[SOURCE DATA Boundary: Start]
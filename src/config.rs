use std::time::Duration;

use clap::{Parser, ValueEnum};
use serde::{Deserialize, Serialize};

use crate::phase::PhaseLabels;

/// Default refresh interval for the text-variant push loop.
pub const DEFAULT_PUSH_INTERVAL_MS: u64 = 10_000;
/// Default grace window after the last handle releases.
pub const DEFAULT_GRACE_MS: u64 = 5_000;
/// Counter resolution of the phase variant.
pub const DEFAULT_COUNTER_TICK_MS: u64 = 1_000;
pub const DEFAULT_TYPING_INTERVAL_MS: u64 = 6_000;
pub const DEFAULT_TYPING_TTL_MS: u64 = 120_000;
/// Upper bound for the trigger interval right after a follow-up transition.
pub const FOLLOWUP_INTERVAL_CAP_MS: u64 = 2_000;
pub const DEFAULT_WAIT_TIMEOUT_MS: u64 = 15_000;

fn default_push_interval_ms() -> u64 {
    DEFAULT_PUSH_INTERVAL_MS
}
fn default_grace_ms() -> u64 {
    DEFAULT_GRACE_MS
}
fn default_counter_tick_ms() -> u64 {
    DEFAULT_COUNTER_TICK_MS
}
fn default_typing_interval_ms() -> u64 {
    DEFAULT_TYPING_INTERVAL_MS
}
fn default_typing_ttl_ms() -> u64 {
    DEFAULT_TYPING_TTL_MS
}
fn default_wait_timeout_ms() -> u64 {
    DEFAULT_WAIT_TIMEOUT_MS
}

/// Settings for a text-variant thread status manager.
#[derive(Debug, Clone, PartialEq, Eq, Serialize, Deserialize)]
pub struct TextStatusSettings {
    #[serde(default = "default_push_interval_ms")]
    pub push_interval_ms: u64,
    #[serde(default = "default_grace_ms")]
    pub grace_ms: u64,
    /// Text shown during the grace window. `None` keeps the last status.
    #[serde(default)]
    pub grace_text: Option<String>,
}

impl Default for TextStatusSettings {
    fn default() -> Self {
        Self {
            push_interval_ms: DEFAULT_PUSH_INTERVAL_MS,
            grace_ms: DEFAULT_GRACE_MS,
            grace_text: None,
        }
    }
}

impl TextStatusSettings {
    pub fn push_interval(&self) -> Duration {
        Duration::from_millis(self.push_interval_ms.max(1))
    }

    pub fn grace(&self) -> Duration {
        Duration::from_millis(self.grace_ms)
    }

    pub fn with_grace_ms(mut self, grace_ms: u64) -> Self {
        self.grace_ms = grace_ms;
        self
    }

    pub fn with_push_interval_ms(mut self, push_interval_ms: u64) -> Self {
        self.push_interval_ms = push_interval_ms;
        self
    }

    pub fn with_grace_text(mut self, text: impl Into<String>) -> Self {
        self.grace_text = Some(text.into());
        self
    }
}

/// Settings for a phase/counter-variant thread status manager.
#[derive(Debug, Clone, PartialEq, Eq, Serialize, Deserialize)]
pub struct PhaseStatusSettings {
    #[serde(default = "default_counter_tick_ms")]
    pub counter_tick_ms: u64,
    #[serde(default = "default_grace_ms")]
    pub grace_ms: u64,
    #[serde(default)]
    pub labels: PhaseLabels,
}

impl Default for PhaseStatusSettings {
    fn default() -> Self {
        Self {
            counter_tick_ms: DEFAULT_COUNTER_TICK_MS,
            grace_ms: DEFAULT_GRACE_MS,
            labels: PhaseLabels::default(),
        }
    }
}

impl PhaseStatusSettings {
    pub fn counter_tick(&self) -> Duration {
        Duration::from_millis(self.counter_tick_ms.max(1))
    }

    pub fn grace(&self) -> Duration {
        Duration::from_millis(self.grace_ms)
    }

    pub fn with_grace_ms(mut self, grace_ms: u64) -> Self {
        self.grace_ms = grace_ms;
        self
    }
}

/// Settings for a per-run typing controller.
#[derive(Debug, Clone, Copy, PartialEq, Eq, Serialize, Deserialize)]
pub struct TypingSettings {
    #[serde(default = "default_typing_interval_ms")]
    pub interval_ms: u64,
    #[serde(default = "default_typing_ttl_ms")]
    pub ttl_ms: u64,
}

impl Default for TypingSettings {
    fn default() -> Self {
        Self {
            interval_ms: DEFAULT_TYPING_INTERVAL_MS,
            ttl_ms: DEFAULT_TYPING_TTL_MS,
        }
    }
}

impl TypingSettings {
    pub fn interval(&self) -> Duration {
        Duration::from_millis(self.interval_ms.max(1))
    }

    pub fn followup_interval(&self) -> Duration {
        Duration::from_millis(self.interval_ms.clamp(1, FOLLOWUP_INTERVAL_CAP_MS))
    }

    pub fn ttl(&self) -> Duration {
        Duration::from_millis(self.ttl_ms)
    }
}

#[derive(Debug, Clone, Copy, PartialEq, Eq, Serialize, Deserialize)]
pub struct RunRegistrySettings {
    #[serde(default = "default_wait_timeout_ms")]
    pub wait_timeout_ms: u64,
}

impl Default for RunRegistrySettings {
    fn default() -> Self {
        Self {
            wait_timeout_ms: DEFAULT_WAIT_TIMEOUT_MS,
        }
    }
}

impl RunRegistrySettings {
    pub fn wait_timeout(&self) -> Duration {
        Duration::from_millis(self.wait_timeout_ms)
    }
}

#[derive(Debug, Clone, Copy, PartialEq, Eq, ValueEnum)]
pub enum Scenario {
    /// Two overlapping requesters on one thread, text variant.
    Text,
    /// Reading → thinking → reasoning with a live counter.
    Phase,
    /// Typing controller with a follow-up transition.
    Typing,
    /// Run registry: queueing, stale clears and waiters.
    Runs,
}

#[derive(Debug, Parser, Clone)]
#[command(name = "live-status-sim")]
#[command(about = "Replays scripted status-indicator scenarios against a logging channel")]
pub struct Config {
    #[arg(value_enum)]
    pub scenario: Scenario,

    #[arg(long, default_value_t = DEFAULT_PUSH_INTERVAL_MS)]
    pub push_interval: u64,

    #[arg(long, default_value_t = DEFAULT_GRACE_MS)]
    pub grace: u64,

    #[arg(long)]
    pub grace_text: Option<String>,

    #[arg(long, default_value_t = DEFAULT_TYPING_INTERVAL_MS)]
    pub typing_interval: u64,

    #[arg(long, default_value_t = DEFAULT_TYPING_TTL_MS)]
    pub typing_ttl: u64,

    #[arg(long, default_value_t = DEFAULT_WAIT_TIMEOUT_MS)]
    pub wait_timeout: u64,

    #[arg(long, default_value = "info")]
    pub log_level: String,

    #[arg(long, default_value_t = false)]
    pub json_output: bool,
}

impl Config {
    pub fn text_settings(&self) -> TextStatusSettings {
        TextStatusSettings {
            push_interval_ms: self.push_interval,
            grace_ms: self.grace,
            grace_text: self.grace_text.clone(),
        }
    }

    pub fn phase_settings(&self) -> PhaseStatusSettings {
        PhaseStatusSettings::default().with_grace_ms(self.grace)
    }

    pub fn typing_settings(&self) -> TypingSettings {
        TypingSettings {
            interval_ms: self.typing_interval,
            ttl_ms: self.typing_ttl,
        }
    }

    pub fn run_settings(&self) -> RunRegistrySettings {
        RunRegistrySettings {
            wait_timeout_ms: self.wait_timeout,
        }
    }
}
[SOURCE DATA Boundary: End]
GOAL OF THE EXERCISE: Out of the preceding entries, pull every line containing the string "window".

ANSWER:
/// Default grace window after the last handle releases.
    /// Text shown during the grace window. `None` keeps the last status.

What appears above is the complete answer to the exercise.